» **YOUR TASK**
Begin at the first line of the records below and, please, give each line again exactly until the line with "use uuid::Uuid;" is included.

*** Block opens ***

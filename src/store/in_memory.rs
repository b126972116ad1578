//! In-memory adapter
//!
//! Committed state sits behind a std mutex that is never held across an
//! await. Row locks are per-account tokio mutexes whose owned guards live in
//! the unit of work, so they are released on commit or drop just like
//! `FOR UPDATE` locks. Writes are buffered and applied in one step at commit.

use async_trait::async_trait;
use chrono::Utc;
use std::collections::{HashMap, HashSet};
use std::sync::{Arc, Mutex, MutexGuard};
use tokio::sync::{Mutex as RowLock, OwnedMutexGuard};
use uuid::Uuid;

use crate::domain::{
    Account, NewTransaction, Page, PageRequest, Privilege, SortDirection, TopUpLog,
    TransactionRecord,
};

use super::{LedgerStore, StoreError, UnitOfWork};

#[derive(Default)]
struct State {
    accounts: HashMap<Uuid, Account>,
    transactions: Vec<TransactionRecord>,
    next_transaction_id: i64,
    top_ups: HashMap<String, TopUpLog>,
    privileges: HashSet<(Uuid, Privilege)>,
    row_locks: HashMap<Uuid, Arc<RowLock<()>>>,
    // Keys claimed by open units of work
    reserved_sessions: HashSet<String>,
    reserved_grants: HashSet<(Uuid, Privilege)>,
}

#[derive(Default)]
struct Shared {
    state: Mutex<State>,
}

impl Shared {
    fn state(&self) -> Result<MutexGuard<'_, State>, StoreError> {
        self.state.lock().map_err(|_| StoreError::Poisoned)
    }
}

/// Ledger store held entirely in process memory
#[derive(Clone, Default)]
pub struct InMemoryLedgerStore {
    shared: Arc<Shared>,
}

impl InMemoryLedgerStore {
    pub fn new() -> Self {
        Self::default()
    }

    /// Put an account in place as-is, bypassing identifier checks
    pub fn seed_account(&self, account: Account) -> Result<(), StoreError> {
        self.shared.state()?.accounts.insert(account.id, account);
        Ok(())
    }

    pub fn seed_privilege(&self, user_id: Uuid, privilege: Privilege) -> Result<(), StoreError> {
        self.shared.state()?.privileges.insert((user_id, privilege));
        Ok(())
    }

    fn page_where<F>(&self, page: PageRequest, filter: F) -> Result<Page<TransactionRecord>, StoreError>
    where
        F: Fn(&TransactionRecord) -> bool,
    {
        let page = page.normalized();
        let mut rows: Vec<TransactionRecord> = self
            .shared
            .state()?
            .transactions
            .iter()
            .filter(|tx| filter(tx))
            .cloned()
            .collect();

        rows.sort_by_key(|tx| tx.id);
        if page.direction == SortDirection::Desc {
            rows.reverse();
        }

        Ok(Page::from_sorted(rows, page))
    }
}

#[async_trait]
impl LedgerStore for InMemoryLedgerStore {
    async fn begin(&self) -> Result<Box<dyn UnitOfWork>, StoreError> {
        Ok(Box::new(InMemoryUnitOfWork {
            shared: Arc::clone(&self.shared),
            guards: HashMap::new(),
            accounts: HashMap::new(),
            transactions: Vec::new(),
            top_ups: Vec::new(),
            grants: Vec::new(),
            closed: false,
        }))
    }

    async fn find_account(&self, id: Uuid) -> Result<Option<Account>, StoreError> {
        Ok(self.shared.state()?.accounts.get(&id).cloned())
    }

    async fn find_account_by_iban(&self, iban: &str) -> Result<Option<Account>, StoreError> {
        Ok(self
            .shared
            .state()?
            .accounts
            .values()
            .find(|a| a.iban == iban)
            .cloned())
    }

    async fn accounts_by_owner(&self, owner_id: Uuid) -> Result<Vec<Account>, StoreError> {
        let mut accounts: Vec<Account> = self
            .shared
            .state()?
            .accounts
            .values()
            .filter(|a| a.owner_id == owner_id)
            .cloned()
            .collect();
        accounts.sort_by(|a, b| a.created_at.cmp(&b.created_at).then(a.id.cmp(&b.id)));
        Ok(accounts)
    }

    async fn iban_exists(&self, iban: &str) -> Result<bool, StoreError> {
        Ok(self.shared.state()?.accounts.values().any(|a| a.iban == iban))
    }

    async fn insert_account(&self, account: &Account) -> Result<(), StoreError> {
        let mut state = self.shared.state()?;
        if state.accounts.values().any(|a| a.iban == account.iban) {
            return Err(StoreError::UniqueViolation(account.iban.clone()));
        }
        if state.accounts.contains_key(&account.id) {
            return Err(StoreError::UniqueViolation(account.id.to_string()));
        }
        state.accounts.insert(account.id, account.clone());
        Ok(())
    }

    async fn find_top_up(&self, session_id: &str) -> Result<Option<TopUpLog>, StoreError> {
        Ok(self.shared.state()?.top_ups.get(session_id).cloned())
    }

    async fn transactions_by_initiator(
        &self,
        user_id: Uuid,
        page: PageRequest,
    ) -> Result<Page<TransactionRecord>, StoreError> {
        self.page_where(page, |tx| tx.initiator_id == user_id)
    }

    async fn transactions_by_account(
        &self,
        account_id: Uuid,
        page: PageRequest,
    ) -> Result<Page<TransactionRecord>, StoreError> {
        self.page_where(page, |tx| tx.touches(account_id))
    }

    async fn privileges(&self, user_id: Uuid) -> Result<Vec<Privilege>, StoreError> {
        let mut privileges: Vec<Privilege> = self
            .shared
            .state()?
            .privileges
            .iter()
            .filter(|(user, _)| *user == user_id)
            .map(|(_, p)| *p)
            .collect();
        privileges.sort();
        Ok(privileges)
    }
}

/// Buffered unit of work holding per-row locks
pub struct InMemoryUnitOfWork {
    shared: Arc<Shared>,
    guards: HashMap<Uuid, OwnedMutexGuard<()>>,
    // Locked rows as this unit sees them; `None` marks a pending delete
    accounts: HashMap<Uuid, Option<Account>>,
    transactions: Vec<TransactionRecord>,
    top_ups: Vec<TopUpLog>,
    grants: Vec<(Uuid, Privilege)>,
    closed: bool,
}

impl InMemoryUnitOfWork {
    fn ensure_open(&self) -> Result<(), StoreError> {
        if self.closed {
            return Err(StoreError::Closed);
        }
        Ok(())
    }

    fn release_reservations(&mut self, state: &mut State) {
        for log in self.top_ups.drain(..) {
            state.reserved_sessions.remove(&log.session_id);
        }
        for grant in self.grants.drain(..) {
            state.reserved_grants.remove(&grant);
        }
    }
}

#[async_trait]
impl UnitOfWork for InMemoryUnitOfWork {
    async fn lock_account(&mut self, id: Uuid) -> Result<Option<Account>, StoreError> {
        self.ensure_open()?;

        if !self.guards.contains_key(&id) {
            let lock = {
                let mut state = self.shared.state()?;
                Arc::clone(state.row_locks.entry(id).or_default())
            };
            let guard = lock.lock_owned().await;
            self.guards.insert(id, guard);

            let current = self.shared.state()?.accounts.get(&id).cloned();
            self.accounts.insert(id, current);
        }

        Ok(self.accounts.get(&id).cloned().flatten())
    }

    async fn save_account(&mut self, account: &Account, expected_version: i64) -> Result<(), StoreError> {
        self.ensure_open()?;

        let current = match self.accounts.get(&account.id) {
            Some(Some(locked)) => locked.version,
            _ => {
                return Err(StoreError::VersionConflict {
                    account_id: account.id,
                    expected: expected_version,
                })
            }
        };

        if current != expected_version {
            return Err(StoreError::VersionConflict {
                account_id: account.id,
                expected: expected_version,
            });
        }

        self.accounts.insert(account.id, Some(account.clone()));
        Ok(())
    }

    async fn delete_account(&mut self, id: Uuid) -> Result<(), StoreError> {
        self.ensure_open()?;
        self.accounts.insert(id, None);
        Ok(())
    }

    async fn append_transaction(&mut self, tx: NewTransaction) -> Result<TransactionRecord, StoreError> {
        self.ensure_open()?;

        let id = {
            let mut state = self.shared.state()?;
            state.next_transaction_id += 1;
            state.next_transaction_id
        };

        let record = TransactionRecord::from_new(id, tx, Utc::now());
        self.transactions.push(record.clone());
        Ok(record)
    }

    async fn insert_top_up(&mut self, log: &TopUpLog) -> Result<bool, StoreError> {
        self.ensure_open()?;

        let mut state = self.shared.state()?;
        if state.top_ups.contains_key(&log.session_id)
            || !state.reserved_sessions.insert(log.session_id.clone())
        {
            return Ok(false);
        }
        drop(state);

        self.top_ups.push(log.clone());
        Ok(true)
    }

    async fn grant_privilege(&mut self, user_id: Uuid, privilege: Privilege) -> Result<(), StoreError> {
        self.ensure_open()?;

        let key = (user_id, privilege);
        let mut state = self.shared.state()?;
        if state.privileges.contains(&key) || !state.reserved_grants.insert(key) {
            return Err(StoreError::UniqueViolation(privilege.as_str().to_string()));
        }
        drop(state);

        self.grants.push(key);
        Ok(())
    }

    async fn commit(&mut self) -> Result<(), StoreError> {
        self.ensure_open()?;

        let shared = Arc::clone(&self.shared);
        let mut state = shared.state()?;

        for (id, account) in self.accounts.drain() {
            match account {
                Some(account) => {
                    state.accounts.insert(id, account);
                }
                None => {
                    state.accounts.remove(&id);
                }
            }
        }
        state.transactions.append(&mut self.transactions);
        for log in &self.top_ups {
            state.top_ups.insert(log.session_id.clone(), log.clone());
        }
        for grant in &self.grants {
            state.privileges.insert(*grant);
        }
        self.release_reservations(&mut state);
        drop(state);

        self.closed = true;
        self.guards.clear();
        Ok(())
    }
}

impl Drop for InMemoryUnitOfWork {
    fn drop(&mut self) {
        if self.closed {
            return;
        }
        let shared = Arc::clone(&self.shared);
        if let Ok(mut state) = shared.state.lock() {
            self.release_reservations(&mut state);
        };
    }
}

*** Block closes ***

» **RESPONSE AREA**
filename src/store/in_memory.rs
repository b126972116ad1578
//! In-memory adapter
//!
//! Committed state sits behind a std mutex that is never held across an
//! await. Row locks are per-account tokio mutexes whose owned guards live in
//! the unit of work, so they are released on commit or drop just like
//! `FOR UPDATE` locks. Writes are buffered and applied in one step at commit.

use async_trait::async_trait;
use chrono::Utc;
use std::collections::{HashMap, HashSet};
use std::sync::{Arc, Mutex, MutexGuard};
use tokio::sync::{Mutex as RowLock, OwnedMutexGuard};
use uuid::Uuid;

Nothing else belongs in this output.